Input for this task —
//! # tandem
//!
//! A thin HTTP/1.1 application framework: one middleware pipeline, served by
//! two interchangeable multi-worker socket backends.
//!
//! ## Quick Start
//!
//! ```rust,no_run
//! use tandem::{Application, Kernel, Response, Server, ServerConfig, VerifyCsrfToken};
//! use tandem::http::Request;
//! use tandem::middleware::LoggerMiddleware;
//!
//! fn main() -> Result<(), Box<dyn std::error::Error>> {
//!     let kernel = Kernel::builder()
//!         .middleware(LoggerMiddleware)
//!         .middleware(VerifyCsrfToken::new().except("/webhooks/*"))
//!         .handler(|req: Request| async move {
//!             Ok(Response::html(format!("Hello from {}", req.path())))
//!         })
//!         .build();
//!
//!     let config = ServerConfig::load("tandem.toml")?;
//!     let handle = Server::new(config, Application::new(kernel)).start()?;
//!     println!("Listening on http://{}", handle.local_addr());
//!     handle.wait();
//!     Ok(())
//! }
//! ```

pub mod config;
pub mod context;
pub mod events;
pub mod http;
pub mod kernel;
pub mod middleware;
pub mod registry;
pub mod security;
pub mod server;

// ── Convenience re-exports ────────────────────────────────────────────────────
pub use config::{BackendKind, ConfigError, ServerConfig};
pub use context::{Deadline, Session, WorkerContext};
pub use events::{EventDispatcher, RequestHandled};
pub use http::{Cookie, Headers, HttpError, Method, Request, Response, StatusCode};
pub use kernel::Kernel;
pub use middleware::{Middleware, Next};
pub use registry::{IdGenerator, Registry, RegistryBuilder};
pub use security::VerifyCsrfToken;
pub use server::{Application, Server, ServerError, ServerHandle};
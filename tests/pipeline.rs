//! End-to-end requests against both backends over real sockets.

use std::{
    path::PathBuf,
    sync::{
        Arc,
        atomic::{AtomicUsize, Ordering},
    },
};

use tandem::{
    Application, BackendKind, Cookie, Kernel, Response, Server, ServerConfig, ServerHandle,
    VerifyCsrfToken,
    events::RequestHandled,
    http::{ByteRange, Request},
    middleware::LoggerMiddleware,
};
use tokio::{
    io::{AsyncReadExt, AsyncWriteExt},
    net::TcpStream,
};

const REPORT: &[u8] = b"quarterly numbers, all of them good";

static SERVERS: AtomicUsize = AtomicUsize::new(0);

struct Running {
    handle: ServerHandle,
    handled: Arc<AtomicUsize>,
    report: PathBuf,
}

fn start(backend: BackendKind) -> Running {
    let report = std::env::temp_dir().join(format!(
        "tandem-report-{}-{}-{}.txt",
        backend.as_str(),
        std::process::id(),
        SERVERS.fetch_add(1, Ordering::SeqCst)
    ));
    std::fs::write(&report, REPORT).unwrap();

    let download = report.clone();
    let kernel = Kernel::builder()
        .middleware(LoggerMiddleware)
        .middleware(VerifyCsrfToken::new().except("/hooks/*"))
        .handler(move |req: Request| {
            let download = download.clone();
            async move {
                match req.path() {
                    "/download" => {
                        Response::download(&download, Some("report.txt"), ByteRange::FULL).await
                    }
                    "/submit" | "/hooks/deploy" => Ok(Response::html("accepted")),
                    _ => Ok(Response::html("home").with_cookie(Cookie::new("theme", "dark"))),
                }
            }
        })
        .build();

    let handled = Arc::new(AtomicUsize::new(0));
    let counter = Arc::clone(&handled);
    let app = Application::new(kernel).listen(move |_: &RequestHandled| {
        counter.fetch_add(1, Ordering::SeqCst);
    });

    let config = ServerConfig {
        port: 0,
        workers: 2,
        backend,
        ..ServerConfig::default()
    };
    let handle = Server::new(config, app).start().unwrap();
    Running {
        handle,
        handled,
        report,
    }
}

async fn send(running: &Running, raw: &str) -> String {
    let mut stream = TcpStream::connect(running.handle.local_addr()).await.unwrap();
    stream.write_all(raw.as_bytes()).await.unwrap();
    let mut out = Vec::new();
    stream.read_to_end(&mut out).await.unwrap();
    String::from_utf8_lossy(&out).into_owned()
}

fn set_cookies(raw: &str) -> Vec<&str> {
    raw.split("\r\n\r\n")
        .next()
        .unwrap_or_default()
        .lines()
        .filter_map(|line| line.strip_prefix("Set-Cookie: "))
        .collect()
}

fn token(raw: &str) -> String {
    set_cookies(raw)
        .into_iter()
        .find_map(|line| line.strip_prefix("X-XSRF-TOKEN="))
        .and_then(|rest| rest.split(';').next())
        .unwrap()
        .to_owned()
}

async fn exercise(backend: BackendKind) {
    let running = start(backend);
    assert_eq!(running.handle.backend(), backend);

    let home = send(&running, "GET / HTTP/1.1\r\nHost: test\r\nConnection: close\r\n\r\n").await;
    assert!(home.starts_with("HTTP/1.1 200 OK\r\n"), "{home}");
    assert!(home.ends_with("home"));
    let cookies = set_cookies(&home);
    assert_eq!(cookies.len(), 2, "{cookies:?}");
    assert!(cookies.contains(&"theme=dark"));
    let issued = token(&home);
    assert_eq!(issued.len(), 64);

    let accepted = send(
        &running,
        &format!(
            "POST /submit HTTP/1.1\r\nHost: test\r\nCookie: X-XSRF-TOKEN={issued}\r\n\
             X-XSRF-TOKEN: {issued}\r\nContent-Length: 0\r\nConnection: close\r\n\r\n"
        ),
    )
    .await;
    assert!(accepted.starts_with("HTTP/1.1 200 OK\r\n"), "{accepted}");
    assert_ne!(token(&accepted), issued);

    let form = format!("_token={issued}&name=jane");
    let via_form = send(
        &running,
        &format!(
            "POST /submit HTTP/1.1\r\nHost: test\r\nCookie: X-XSRF-TOKEN={issued}\r\n\
             Content-Type: application/x-www-form-urlencoded\r\nContent-Length: {}\r\n\
             Connection: close\r\n\r\n{form}",
            form.len()
        ),
    )
    .await;
    assert!(via_form.starts_with("HTTP/1.1 200 OK\r\n"), "{via_form}");

    let rejected = send(
        &running,
        &format!(
            "POST /submit HTTP/1.1\r\nHost: test\r\nCookie: X-XSRF-TOKEN={issued}\r\n\
             X-CSRF-TOKEN: forged\r\nContent-Length: 0\r\nConnection: close\r\n\r\n"
        ),
    )
    .await;
    assert!(rejected.starts_with("HTTP/1.1 419 Page Expired\r\n"), "{rejected}");
    assert!(set_cookies(&rejected).is_empty());

    let hook = send(
        &running,
        "POST /hooks/deploy HTTP/1.1\r\nHost: test\r\nContent-Length: 0\r\nConnection: close\r\n\r\n",
    )
    .await;
    assert!(hook.starts_with("HTTP/1.1 200 OK\r\n"), "{hook}");

    let download = send(
        &running,
        "GET /download HTTP/1.1\r\nHost: test\r\nConnection: close\r\n\r\n",
    )
    .await;
    assert!(download.starts_with("HTTP/1.1 200 OK\r\n"), "{download}");
    assert!(download.contains("Content-Disposition: attachment;filename=\"report.txt\"\r\n"));
    let body = download.split_once("\r\n\r\n").map(|(_, body)| body).unwrap();
    assert!(body.contains(std::str::from_utf8(REPORT).unwrap()));

    let malformed = send(&running, "GET / HTTP/1.1\r\nBad Header\r\n\r\n").await;
    assert!(malformed.starts_with("HTTP/1.1 400 Bad Request\r\n"), "{malformed}");

    let Running {
        handle,
        handled,
        report,
    } = running;
    handle.stop().await;
    std::fs::remove_file(report).unwrap();

    // The malformed request never reached the kernel.
    assert_eq!(handled.load(Ordering::SeqCst), 6);
}

#[tokio::test]
async fn prefork_backend_serves_the_pipeline() {
    exercise(BackendKind::Prefork).await;
}

#[tokio::test]
async fn dispatch_backend_serves_the_pipeline() {
    exercise(BackendKind::Dispatch).await;
}

#[tokio::test]
async fn keep_alive_serves_sequential_requests_on_one_connection() {
    for backend in [BackendKind::Prefork, BackendKind::Dispatch] {
        let running = start(backend);
        let mut stream = TcpStream::connect(running.handle.local_addr()).await.unwrap();
        stream
            .write_all(b"GET / HTTP/1.1\r\nHost: test\r\n\r\nGET / HTTP/1.1\r\nHost: test\r\nConnection: close\r\n\r\n")
            .await
            .unwrap();
        let mut out = Vec::new();
        stream.read_to_end(&mut out).await.unwrap();
        let raw = String::from_utf8_lossy(&out);
        assert_eq!(raw.matches("HTTP/1.1 200 OK\r\n").count(), 2, "{backend:?}: {raw}");
        assert!(raw.contains("Connection: keep-alive\r\n"));

        let Running { handle, report, .. } = running;
        handle.stop().await;
        std::fs::remove_file(report).unwrap();
    }
}
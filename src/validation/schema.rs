//! Output-schema catalogue.
//!
//! JSON Schemas keyed by name, compiled once at load into
//! `jsonschema::Validator`s so the per-request check is cheap.

use crate::types::ValidationError;
use std::collections::HashMap;
use std::path::PathBuf;

pub struct SchemaCatalogue {
    validators: HashMap<String, jsonschema::Validator>,
}

impl SchemaCatalogue {
    pub fn empty() -> Self {
        Self {
            validators: HashMap::new(),
        }
    }

    /// Compile a catalogue from in-memory schema documents.
    pub fn from_sources(
        sources: HashMap<String, serde_json::Value>,
    ) -> Result<Self, ValidationError> {
        let mut validators = HashMap::with_capacity(sources.len());
        for (name, schema) in sources {
            let validator = jsonschema::validator_for(&schema).map_err(|e| {
                ValidationError::SchemaCompile {
                    name: name.clone(),
                    reason: e.to_string(),
                }
            })?;
            validators.insert(name, validator);
        }
        Ok(Self { validators })
    }

    /// Load and compile schema files keyed by name.
    pub fn load_from_files(paths: HashMap<String, PathBuf>) -> Result<Self, ValidationError> {
        let mut sources = HashMap::with_capacity(paths.len());
        for (name, path) in paths {
            let raw = std::fs::read_to_string(&path).map_err(|e| {
                ValidationError::SchemaCompile {
                    name: name.clone(),
                    reason: format!("cannot read {}: {}", path.display(), e),
                }
            })?;
            let schema: serde_json::Value = serde_json::from_str(&raw).map_err(|e| {
                ValidationError::SchemaCompile {
                    name: name.clone(),
                    reason: format!("invalid JSON in {}: {}", path.display(), e),
                }
            })?;
            sources.insert(name, schema);
        }
        Self::from_sources(sources)
    }

    pub fn contains(&self, name: &str) -> bool {
        self.validators.contains_key(name)
    }

    /// Validate `value` against the named schema. `Ok(issues)` is empty on
    /// a pass; an unknown schema name is an error.
    pub fn check(
        &self,
        name: &str,
        value: &serde_json::Value,
    ) -> Result<Vec<String>, ValidationError> {
        let validator = self
            .validators
            .get(name)
            .ok_or_else(|| ValidationError::UnknownSchema(name.to_string()))?;
        let issues = validator
            .iter_errors(value)
            .map(|e| {
                let path = e.instance_path.to_string();
                if path.is_empty() {
                    e.to_string()
                } else {
                    format!("at '{}': {}", path, e)
                }
            })
            .collect();
        Ok(issues)
    }

    pub fn len(&self) -> usize {
        self.validators.len()
    }

    pub fn is_empty(&self) -> bool {
        self.validators.is_empty()
    }
}
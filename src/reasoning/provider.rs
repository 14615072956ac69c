//! Chat-completion provider for the reasoning client.
//!
//! Auto-detects an OpenAI-compatible or Anthropic provider from environment
//! variables and implements [`TextGenerator`] over it.

use super::TextGenerator;
use crate::types::ReasoningError;
use async_trait::async_trait;
use std::time::Duration;

/// Supported upstream providers.
#[derive(Debug, Clone)]
pub enum Provider {
    OpenRouter,
    OpenAi,
    Anthropic,
}

impl std::fmt::Display for Provider {
    fn fmt(&self, f: &mut std::fmt::Formatter<'_>) -> std::fmt::Result {
        match self {
            Provider::OpenRouter => write!(f, "openrouter"),
            Provider::OpenAi => write!(f, "openai"),
            Provider::Anthropic => write!(f, "anthropic"),
        }
    }
}

/// Chat-completions client speaking either the OpenAI or Anthropic wire
/// protocol depending on the detected provider.
pub struct ChatCompletionClient {
    client: reqwest::Client,
    api_key: String,
    base_url: String,
    model: String,
    provider: Provider,
    label: String,
}

impl ChatCompletionClient {
    /// Auto-detect a provider from environment variables, checked in order:
    ///
    /// 1. `OPENROUTER_API_KEY` (model from `OPENROUTER_MODEL`)
    /// 2. `OPENAI_API_KEY` (model from `OPENAI_MODEL`)
    /// 3. `ANTHROPIC_API_KEY` (model from `ANTHROPIC_MODEL`)
    ///
    /// Returns `None` when no key is present; the orchestrator then runs
    /// rule-only.
    pub fn from_env() -> Option<Self> {
        let client = reqwest::Client::builder()
            .timeout(Duration::from_secs(60))
            .build()
            .ok()?;

        if let Ok(api_key) = std::env::var("OPENROUTER_API_KEY") {
            let model = std::env::var("OPENROUTER_MODEL")
                .unwrap_or_else(|_| "anthropic/claude-sonnet-4".to_string());
            let base_url = std::env::var("OPENROUTER_BASE_URL")
                .unwrap_or_else(|_| "https://openrouter.ai/api/v1".to_string());
            return Some(Self::assemble(client, api_key, base_url, model, Provider::OpenRouter));
        }

        if let Ok(api_key) = std::env::var("OPENAI_API_KEY") {
            let model = std::env::var("OPENAI_MODEL").unwrap_or_else(|_| "gpt-4o".to_string());
            let base_url = std::env::var("OPENAI_BASE_URL")
                .unwrap_or_else(|_| "https://api.openai.com/v1".to_string());
            return Some(Self::assemble(client, api_key, base_url, model, Provider::OpenAi));
        }

        if let Ok(api_key) = std::env::var("ANTHROPIC_API_KEY") {
            let model = std::env::var("ANTHROPIC_MODEL")
                .unwrap_or_else(|_| "claude-sonnet-4-5".to_string());
            let base_url = std::env::var("ANTHROPIC_BASE_URL")
                .unwrap_or_else(|_| "https://api.anthropic.com/v1".to_string());
            return Some(Self::assemble(client, api_key, base_url, model, Provider::Anthropic));
        }

        tracing::info!("no reasoning provider key in environment, running rule-only");
        None
    }

    fn assemble(
        client: reqwest::Client,
        api_key: String,
        base_url: String,
        model: String,
        provider: Provider,
    ) -> Self {
        tracing::info!(%provider, model = %model, "reasoning provider initialized");
        let label = format!("{}:{}", provider, model);
        Self {
            client,
            api_key,
            base_url,
            model,
            provider,
            label,
        }
    }

    pub fn model(&self) -> &str {
        &self.model
    }

    async fn openai_completion(&self, system: &str, user: &str) -> Result<String, ReasoningError> {
        let body = serde_json::json!({
            "model": self.model,
            "messages": [
                { "role": "system", "content": system },
                { "role": "user", "content": user }
            ],
            "max_tokens": 2048,
            "temperature": 0.1
        });

        let response = self
            .client
            .post(format!("{}/chat/completions", self.base_url))
            .header("Authorization", format!("Bearer {}", self.api_key))
            .json(&body)
            .send()
            .await
            .map_err(|e| ReasoningError::RequestFailed(e.to_string()))?;

        let status = response.status();
        if !status.is_success() {
            let message = response
                .text()
                .await
                .unwrap_or_else(|_| "unknown error".to_string());
            return Err(ReasoningError::Upstream {
                status: status.as_u16(),
                message,
            });
        }

        let reply: serde_json::Value = response
            .json()
            .await
            .map_err(|e| ReasoningError::RequestFailed(format!("malformed reply: {}", e)))?;

        reply
            .get("choices")
            .and_then(|c| c.get(0))
            .and_then(|c| c.get("message"))
            .and_then(|m| m.get("content"))
            .and_then(|c| c.as_str())
            .map(|s| s.to_string())
            .ok_or_else(|| ReasoningError::RequestFailed("no content in reply choices".into()))
    }

    async fn anthropic_completion(
        &self,
        system: &str,
        user: &str,
    ) -> Result<String, ReasoningError> {
        let body = serde_json::json!({
            "model": self.model,
            "max_tokens": 2048,
            "system": system,
            "messages": [{ "role": "user", "content": user }]
        });

        let response = self
            .client
            .post(format!("{}/messages", self.base_url))
            .header("x-api-key", &self.api_key)
            .header("anthropic-version", "2023-06-01")
            .json(&body)
            .send()
            .await
            .map_err(|e| ReasoningError::RequestFailed(e.to_string()))?;

        let status = response.status();
        if !status.is_success() {
            let message = response
                .text()
                .await
                .unwrap_or_else(|_| "unknown error".to_string());
            return Err(ReasoningError::Upstream {
                status: status.as_u16(),
                message,
            });
        }

        let reply: serde_json::Value = response
            .json()
            .await
            .map_err(|e| ReasoningError::RequestFailed(format!("malformed reply: {}", e)))?;

        // Anthropic returns content as an array of blocks.
        reply
            .get("content")
            .and_then(|c| c.as_array())
            .and_then(|blocks| {
                blocks
                    .iter()
                    .find(|b| b.get("type").and_then(|t| t.as_str()) == Some("text"))
            })
            .and_then(|b| b.get("text"))
            .and_then(|t| t.as_str())
            .map(|s| s.to_string())
            .ok_or_else(|| ReasoningError::RequestFailed("no text block in reply".into()))
    }
}

#[async_trait]
impl TextGenerator for ChatCompletionClient {
    async fn generate(&self, system: &str, user: &str) -> Result<String, ReasoningError> {
        match self.provider {
            Provider::Anthropic => self.anthropic_completion(system, user).await,
            _ => self.openai_completion(system, user).await,
        }
    }

    fn provider_name(&self) -> &str {
        &self.label
    }
}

Exercise objective — Reproduce verbatim only the segment of the listing bounded by the line containing "keyed by name." and the line containing "for (name, path)", with both boundary lines included.

Solution —
    /// Load and compile schema files keyed by name.
    pub fn load_from_files(paths: HashMap<String, PathBuf>) -> Result<Self, ValidationError> {
        let mut sources = HashMap::with_capacity(paths.len());
        for (name, path) in paths {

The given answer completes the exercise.